16 April,United Nations: The UN security council fell silent on Tuesday after ambassadors viewed a series of ghastly photographs of dead Syrian civil war victims, France’s ambassador said. The pictures show people who were emaciated, with their bones protruding, and some bearing the marks of strangulation and repeated beatings.

French ambassador Gerard Araud said the pall of silence lingered, and then questions slowly began about the credibility of the slides of the dead, who offer mute testimony to the savagery of a Syrian civil war in which more than 150,000 have died.

The council members were shown more than the 10 photos publicly released in January, part of a report funded by the government of Qatar — a major backer of the opposition and one of the nations most deeply involved in the Syrian conflict.

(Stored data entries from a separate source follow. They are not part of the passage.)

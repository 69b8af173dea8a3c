//! Concurrency and re-entrancy tests.

use busline::{
    payload, Event, EventBus, EventHandler, HandlerResult, Payload, SubscriptionId,
    SubscriptionOptions,
};
use parking_lot::Mutex;
use std::sync::atomic::{AtomicUsize, Ordering};
use std::sync::{Arc, Barrier};
use std::thread;

#[test]
fn test_handler_can_subscribe_during_delivery() {
    let bus = Arc::new(EventBus::new());
    let added = Arc::new(Mutex::new(None));

    let inner_bus = Arc::clone(&bus);
    let slot = Arc::clone(&added);
    let handler: Arc<dyn EventHandler> = Arc::new(move |_: &Event| -> HandlerResult {
        let id = inner_bus.subscribe_simple("orders/**", "late-joiner")?;
        *slot.lock() = Some(id);
        Ok(())
    });
    bus.subscribe("orders/created", "bootstrap", Some(handler), SubscriptionOptions::default())
        .unwrap();

    // The subscription added mid-delivery is not part of this publish.
    assert_eq!(bus.publish("orders/created", Payload::new(), "orders").unwrap(), 1);
    assert!(added.lock().is_some());
    assert_eq!(bus.subscriber_count("orders/created"), 2);
}

#[test]
fn test_handler_can_unsubscribe_itself() {
    let bus = Arc::new(EventBus::new());
    let hits = Arc::new(AtomicUsize::new(0));
    let own_id: Arc<Mutex<Option<SubscriptionId>>> = Arc::new(Mutex::new(None));

    let inner_bus = Arc::clone(&bus);
    let counter = Arc::clone(&hits);
    let id_slot = Arc::clone(&own_id);
    let once: Arc<dyn EventHandler> = Arc::new(move |_: &Event| -> HandlerResult {
        counter.fetch_add(1, Ordering::SeqCst);
        if let Some(id) = *id_slot.lock() {
            inner_bus.unsubscribe(id);
        }
        Ok(())
    });

    let id = bus
        .subscribe("ping", "once", Some(once), SubscriptionOptions::default())
        .unwrap();
    *own_id.lock() = Some(id);

    bus.publish("ping", Payload::new(), "x").unwrap();
    bus.publish("ping", Payload::new(), "x").unwrap();

    assert_eq!(hits.load(Ordering::SeqCst), 1);
    assert!(bus.subscriptions_for("once").is_empty());
}

#[test]
fn test_handler_can_publish_follow_up() {
    let bus = Arc::new(EventBus::new());
    let log = Arc::new(Mutex::new(Vec::new()));

    let inner_bus = Arc::clone(&bus);
    let rules: Arc<dyn EventHandler> = Arc::new(move |event: &Event| -> HandlerResult {
        let order_id = event.get("orderId").cloned().unwrap_or_default();
        inner_bus.publish(
            "rules/check/completed",
            payload! { "orderId" => order_id, "passed" => true },
            "rules",
        )?;
        Ok(())
    });
    let seen = Arc::clone(&log);
    let orders: Arc<dyn EventHandler> = Arc::new(move |event: &Event| -> HandlerResult {
        seen.lock().push(event.topic.clone());
        Ok(())
    });

    bus.subscribe("orders/created", "rules", Some(rules), SubscriptionOptions::default())
        .unwrap();
    bus.subscribe("rules/**", "orders", Some(orders), SubscriptionOptions::default())
        .unwrap();

    bus.publish("orders/created", payload! { "orderId" => "42" }, "orders")
        .unwrap();
    assert_eq!(*log.lock(), vec!["rules/check/completed"]);
}

#[test]
fn test_concurrent_publish_and_subscribe() {
    const THREADS: usize = 8;
    const ROUNDS: usize = 200;

    let bus = Arc::new(EventBus::new());
    let delivered = Arc::new(AtomicUsize::new(0));
    let barrier = Arc::new(Barrier::new(THREADS * 2));

    let counter = Arc::clone(&delivered);
    let stable: Arc<dyn EventHandler> = Arc::new(move |_: &Event| -> HandlerResult {
        counter.fetch_add(1, Ordering::SeqCst);
        Ok(())
    });
    bus.subscribe("load/**", "stable", Some(stable), SubscriptionOptions::default())
        .unwrap();

    let mut handles = Vec::new();

    for t in 0..THREADS {
        let bus = Arc::clone(&bus);
        let barrier = Arc::clone(&barrier);
        handles.push(thread::spawn(move || {
            barrier.wait();
            for i in 0..ROUNDS {
                let notified = bus
                    .publish(&format!("load/{t}"), payload! { "i" => i as i64 }, "publisher")
                    .unwrap();
                assert!(notified >= 1);
            }
        }));
    }

    for t in 0..THREADS {
        let bus = Arc::clone(&bus);
        let barrier = Arc::clone(&barrier);
        handles.push(thread::spawn(move || {
            barrier.wait();
            let owner = format!("churn-{t}");
            for _ in 0..ROUNDS {
                let id = bus.subscribe_simple("load/*", &owner).unwrap();
                assert!(bus.subscriptions_for(&owner).contains(&id));
                assert!(bus.unsubscribe(id));
            }
            assert_eq!(bus.unsubscribe_all(&owner), 0);
        }));
    }

    for handle in handles {
        handle.join().unwrap();
    }

    assert_eq!(delivered.load(Ordering::SeqCst), THREADS * ROUNDS);
    assert_eq!(bus.subscription_count(), 1);
    assert_eq!(bus.stats().events_published, (THREADS * ROUNDS) as u64);

    let total: u64 = (0..THREADS)
        .map(|t| bus.topic_stats(&format!("load/{t}")).event_count)
        .sum();
    assert_eq!(total, (THREADS * ROUNDS) as u64);
}

#[test]
fn test_fully_unsubscribed_receives_nothing() {
    let bus = Arc::new(EventBus::new());
    let hits = Arc::new(AtomicUsize::new(0));

    let counter = Arc::clone(&hits);
    let handler: Arc<dyn EventHandler> = Arc::new(move |_: &Event| -> HandlerResult {
        counter.fetch_add(1, Ordering::SeqCst);
        Ok(())
    });
    bus.subscribe("t/**", "gone", Some(handler), SubscriptionOptions::default())
        .unwrap();
    bus.unsubscribe_all("gone");

    let publishers: Vec<_> = (0..4)
        .map(|_| {
            let bus = Arc::clone(&bus);
            thread::spawn(move || {
                for _ in 0..100 {
                    bus.publish("t/x", Payload::new(), "p").unwrap();
                }
            })
        })
        .collect();
    for handle in publishers {
        handle.join().unwrap();
    }

    assert_eq!(hits.load(Ordering::SeqCst), 0);
}

#[test]
fn test_listener_on_another_thread() {
    let bus = Arc::new(EventBus::new());
    let listener = bus.listen();
    bus.subscribe_simple("jobs/**", "worker").unwrap();

    let consumer = thread::spawn(move || {
        let mut topics = Vec::new();
        while let Ok(event) = listener.recv_timeout(std::time::Duration::from_secs(2)) {
            topics.push(event.topic.clone());
            if topics.len() == 3 {
                break;
            }
        }
        topics
    });

    for n in 0..3 {
        bus.publish(&format!("jobs/{n}"), Payload::new(), "scheduler").unwrap();
    }

    assert_eq!(consumer.join().unwrap(), vec!["jobs/0", "jobs/1", "jobs/2"]);
}
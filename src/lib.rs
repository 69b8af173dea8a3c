//! # Busline
//!
//! An in-process, topic-based event bus that lets mutually unaware
//! components publish structured events and subscribe to them by
//! hierarchical pattern.
//!
//! ## Core Concepts
//!
//! - **Topics**: `/`-separated names, first segment is the owning module
//!   (`orders/created`, `orders/status_changed`)
//! - **Patterns**: topics with `*` (one segment) or trailing `**` (any rest)
//! - **Subscriptions**: pattern + subscriber identity + priority, with an
//!   optional handler
//! - **Delivery**: synchronous, highest priority first, and never back to
//!   the publisher unless it opts in
//!
//! ## Example
//!
//! ```
//! use busline::{payload, Event, EventBus, EventHandler, HandlerResult, SubscriptionOptions};
//! use std::sync::Arc;
//!
//! let bus = EventBus::new();
//!
//! let handler: Arc<dyn EventHandler> = Arc::new(|event: &Event| -> HandlerResult {
//!     println!("rule check for {:?}", event.get("orderId"));
//!     Ok(())
//! });
//! bus.subscribe("rules/**", "orders", Some(handler), SubscriptionOptions::default())?;
//!
//! let notified = bus.publish(
//!     "rules/check/completed",
//!     payload! { "orderId" => "42", "passed" => false },
//!     "rules",
//! )?;
//! assert_eq!(notified, 1);
//!
//! bus.unsubscribe_all("orders");
//! # Ok::<(), busline::BusError>(())
//! ```

pub mod broadcast;
pub mod bus;
pub mod delivery;
pub mod error;
pub mod inbox;
pub mod stats;
pub mod subscriptions;
pub mod topic;
pub mod types;

// Re-exports
pub use broadcast::{BroadcastChannel, Listener, ListenerId};
pub use bus::{BusConfig, EventBus};
pub use delivery::{DeliveryEngine, DeliveryFailure, DeliveryReport};
pub use error::{BusError, Result};
pub use inbox::{Inbox, InboxMessage, DEFAULT_INBOX_CAPACITY};
pub use stats::StatsCollector;
pub use subscriptions::{
    EventHandler, HandlerError, HandlerResult, Subscription, SubscriptionInfo,
    SubscriptionOptions, SubscriptionRegistry,
};
pub use topic::{matches, validate_topic, TopicPattern};
pub use types::*;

The veracity of the photos could not be independently confirmed.

Among the new photos was an image of at least a dozen bodies laid out on the floor of a warehouse, being wrapping in plastic sheets with men in military garb standing among them.

One of the authors of the report, former Sierra Leone Special Court prosecutor David M Crane, said it was firm evidence of “industrialized systematic killing.”

“Bodies in, bodies out. It was a very systematic processing of human beings. The were laid out in a parking lot because there were too many to put into the morgue,” Crane said,

“They died in agony over months of starvation and torture, and then almost mercifully were executed,” Crane said.

“Doesn’t this bring back some interesting images from Dachau, and Auschwitz, and Bergen-Belsen?” Crane observe, sitting in front of the grisly procession of photos projected behind him in a UN news conference.

“The gruesome images of corpses bearing marks of starvation, strangulation and beatings and today’s chilling briefing indicate that the Assad regime has carried out systematic, widespread and industrial killing. Nobody who sees these images will ever be the same,” U.S. Ambassador Samantha Power said.

The photos were selected from among 55,000 images of tortured and slain Syrian war victims.